Every time I go to D.C., I feel like I’ve landed on the Planet-Formerly-Known-As-Pluto during its annual Freak Festival. While visiting our nation’s capitol (see, I’m not that geographically ignorant), I have seen a full grown woman scream at a park full of people while stripping off all her clothing in broad daylight. I have been accosted by winos who reeked equally of alcohol and piss, and could not decide if they were bums or politicians or both. I have watched one of my brothers-in-law’s ex-girlfriends sing karaoke. I have never fully recovered from any of these experiences.
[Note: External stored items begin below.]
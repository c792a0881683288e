//! Key-value session and preference storage.
//!
//! Session values live as long as the login; preferences persist per user.
//! An empty string and a missing key are treated the same by readers.

use std::collections::HashMap;

use parking_lot::RwLock;

pub const SESSION_ACCOUNT_ID: &str = "accountId";
pub const SESSION_PROJECT: &str = "projectId";
pub const SESSION_USER_TYPE: &str = "userType";
pub const PREF_PROJECT_DEFAULT: &str = "defaultProjectId";

pub const USER_TYPE_ADMIN: &str = "admin";

pub trait SessionStore: Send + Sync {
    fn get(&self, key: &str) -> Option<String>;
    /// `None` removes the key.
    fn set(&self, key: &str, value: Option<&str>);
}

pub trait Preferences: Send + Sync {
    fn get(&self, key: &str) -> Option<String>;
    fn set(&self, key: &str, value: &str);
}

#[derive(Debug, Default)]
pub struct MemorySession {
    values: RwLock<HashMap<String, String>>,
}

impl MemorySession {
    pub fn new() -> Self {
        Self::default()
    }

    pub fn with(pairs: &[(&str, &str)]) -> Self {
        let session = Self::new();
        for (key, value) in pairs {
            session.set(key, Some(*value));
        }
        session
    }
}

impl SessionStore for MemorySession {
    fn get(&self, key: &str) -> Option<String> {
        self.values
            .read()
            .get(key)
            .filter(|value| !value.is_empty())
            .cloned()
    }

    fn set(&self, key: &str, value: Option<&str>) {
        let mut values = self.values.write();
        match value {
            Some(value) => {
                values.insert(key.to_string(), value.to_string());
            }
            None => {
                values.remove(key);
            }
        }
    }
}

#[derive(Debug, Default)]
pub struct MemoryPreferences {
    values: RwLock<HashMap<String, String>>,
}

impl MemoryPreferences {
    pub fn new() -> Self {
        Self::default()
    }

    /// Raw stored value, including an explicitly cleared `""`.
    pub fn raw(&self, key: &str) -> Option<String> {
        self.values.read().get(key).cloned()
    }
}

impl Preferences for MemoryPreferences {
    fn get(&self, key: &str) -> Option<String> {
        self.raw(key).filter(|value| !value.is_empty())
    }

    fn set(&self, key: &str, value: &str) {
        self.values.write().insert(key.to_string(), value.to_string());
    }
}
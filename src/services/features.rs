use crate::models::{normalize_tag, CatalogueItem, FeatureVector, FEATURE_DIM};

/// Release year at or after which a title counts as recent
pub const RECENCY_CUTOFF_YEAR: i32 = 2020;

const COMEDY: usize = 0;
const DRAMA: usize = 1;
const ACTION: usize = 2;
const THRILLER: usize = 3;
const SCI_FI: usize = 4;
const FANTASY: usize = 5;
const DOCUMENTARY: usize = 6;
const LIGHT: usize = 7;
const DARK: usize = 8;
const FAST: usize = 9;
const SLOW: usize = 10;
/// Slot holding the recency flag
pub const RECENT: usize = 11;

/// Genre clusters: (slot, normalized tags)
const CLUSTERS: &[(usize, &[&str])] = &[
    (COMEDY, &["comedy", "romance", "romantic comedy", "romcom", "musical"]),
    (DRAMA, &["drama", "biography", "history"]),
    (ACTION, &["action", "adventure", "war", "western"]),
    (THRILLER, &["thriller", "mystery", "crime", "horror", "suspense"]),
    (SCI_FI, &["sci fi", "science fiction", "scifi"]),
    (FANTASY, &["fantasy", "animation", "family"]),
    (DOCUMENTARY, &["documentary", "docuseries"]),
];

/// Composite scores as weighted sums of cluster flags: (slot, [(cluster, weight)])
const COMPOSITES: &[(usize, &[(usize, f64)])] = &[
    (LIGHT, &[(COMEDY, 0.6), (FANTASY, 0.5), (DOCUMENTARY, 0.2)]),
    (DARK, &[(THRILLER, 0.7), (DRAMA, 0.3), (ACTION, 0.2)]),
    (FAST, &[(ACTION, 0.7), (THRILLER, 0.4), (SCI_FI, 0.3)]),
    (SLOW, &[(DRAMA, 0.7), (DOCUMENTARY, 0.5)]),
];

/// Maps a catalogue item to its 12-slot feature vector.
///
/// Total and deterministic: unknown genres and a missing year simply leave
/// their slots at zero.
pub fn phi(item: &CatalogueItem) -> FeatureVector {
    let mut values = vec![0.0; FEATURE_DIM];
    let tags: Vec<String> = item.genres.iter().map(|g| normalize_tag(g)).collect();

    for (slot, members) in CLUSTERS {
        if tags.iter().any(|t| members.contains(&t.as_str())) {
            values[*slot] = 1.0;
        }
    }

    for (slot, weights) in COMPOSITES {
        let sum: f64 = weights.iter().map(|(cluster, w)| values[*cluster] * w).sum();
        values[*slot] = sum.clamp(0.0, 1.0);
    }

    if item.year.is_some_and(|y| y >= RECENCY_CUTOFF_YEAR) {
        values[RECENT] = 1.0;
    }

    FeatureVector::new(values)
}

/// True when the recency flag of `vector` is set
pub fn is_recent(vector: &FeatureVector) -> bool {
    vector.get(RECENT) > 0.5
}
//! Vector helpers shared by the preference model, pair selector, scorer and MMR.
//!
//! All functions treat a shorter slice as if it were zero-padded to the length
//! of the longer one, so dimension mismatches never panic.

/// Logistic function
pub fn sigmoid(x: f64) -> f64 {
    if x >= 0.0 {
        1.0 / (1.0 + (-x).exp())
    } else {
        let e = x.exp();
        e / (1.0 + e)
    }
}

/// Dot product over the common prefix (missing slots contribute zero)
pub fn dot(a: &[f64], b: &[f64]) -> f64 {
    a.iter().zip(b.iter()).map(|(x, y)| x * y).sum()
}

pub fn l2_norm(v: &[f64]) -> f64 {
    v.iter().map(|x| x * x).sum::<f64>().sqrt()
}

/// Element-wise `a - b`, zero-padding the shorter side
pub fn difference(a: &[f64], b: &[f64]) -> Vec<f64> {
    let len = a.len().max(b.len());
    (0..len)
        .map(|i| a.get(i).copied().unwrap_or(0.0) - b.get(i).copied().unwrap_or(0.0))
        .collect()
}

/// Sum of absolute differences, zero-padding the shorter side
pub fn l1_distance(a: &[f64], b: &[f64]) -> f64 {
    difference(a, b).iter().map(|x| x.abs()).sum()
}

/// Scales `v` to unit length. Zero or non-finite norms leave `v` untouched.
pub fn normalize_in_place(v: &mut [f64]) {
    let norm = l2_norm(v);
    if norm == 0.0 || !norm.is_finite() {
        return;
    }
    for x in v.iter_mut() {
        *x /= norm;
    }
}

/// Cosine similarity, 0.0 when either side has zero norm
pub fn cosine_similarity(a: &[f64], b: &[f64]) -> f64 {
    let denom = l2_norm(a) * l2_norm(b);
    if denom == 0.0 {
        return 0.0;
    }
    let result = dot(a, b) / denom;
    if !result.is_finite() {
        return 0.0;
    }
    result.clamp(-1.0, 1.0)
}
My darling husband Michael claims that D.C. is not really a freak show, and that the crazies we run into every time we visit are the exception rather than the norm. Apparently they sense my unease at being a stranger in a strange land, and thus feel compelled to come out to greet me and make me feel welcome. Either that or else we keep showing up during campaign season, when all the politicos are out whoring themselves in the name of patriotism and freedom.

Oh well. Strangeness abounds wherever I go, so maybe it is just me. In any event, I must draw this all to a close. Sam has stopped fussing and her temperature is back to normal. The rain has died off and I think we will be able to drive, rather than sail, to D.C. Wish me luck this weekend. I’m sure I’ll have plenty of interesting stories to tell when I get back.

***

Here’s an old drawing I’ve done, just some random weirdness to add to the blog. I figure, it’s October. Why not?



Roland, 7 October 2006

1 comment:

Anonymous said...

What do you mean? You don't like the piss scented Metro elevators? How about the endless traffic? Oh I know, the gauntlet of panhandlers at every Metro stop is your fancy. Shoot, this is totally a welcoming city.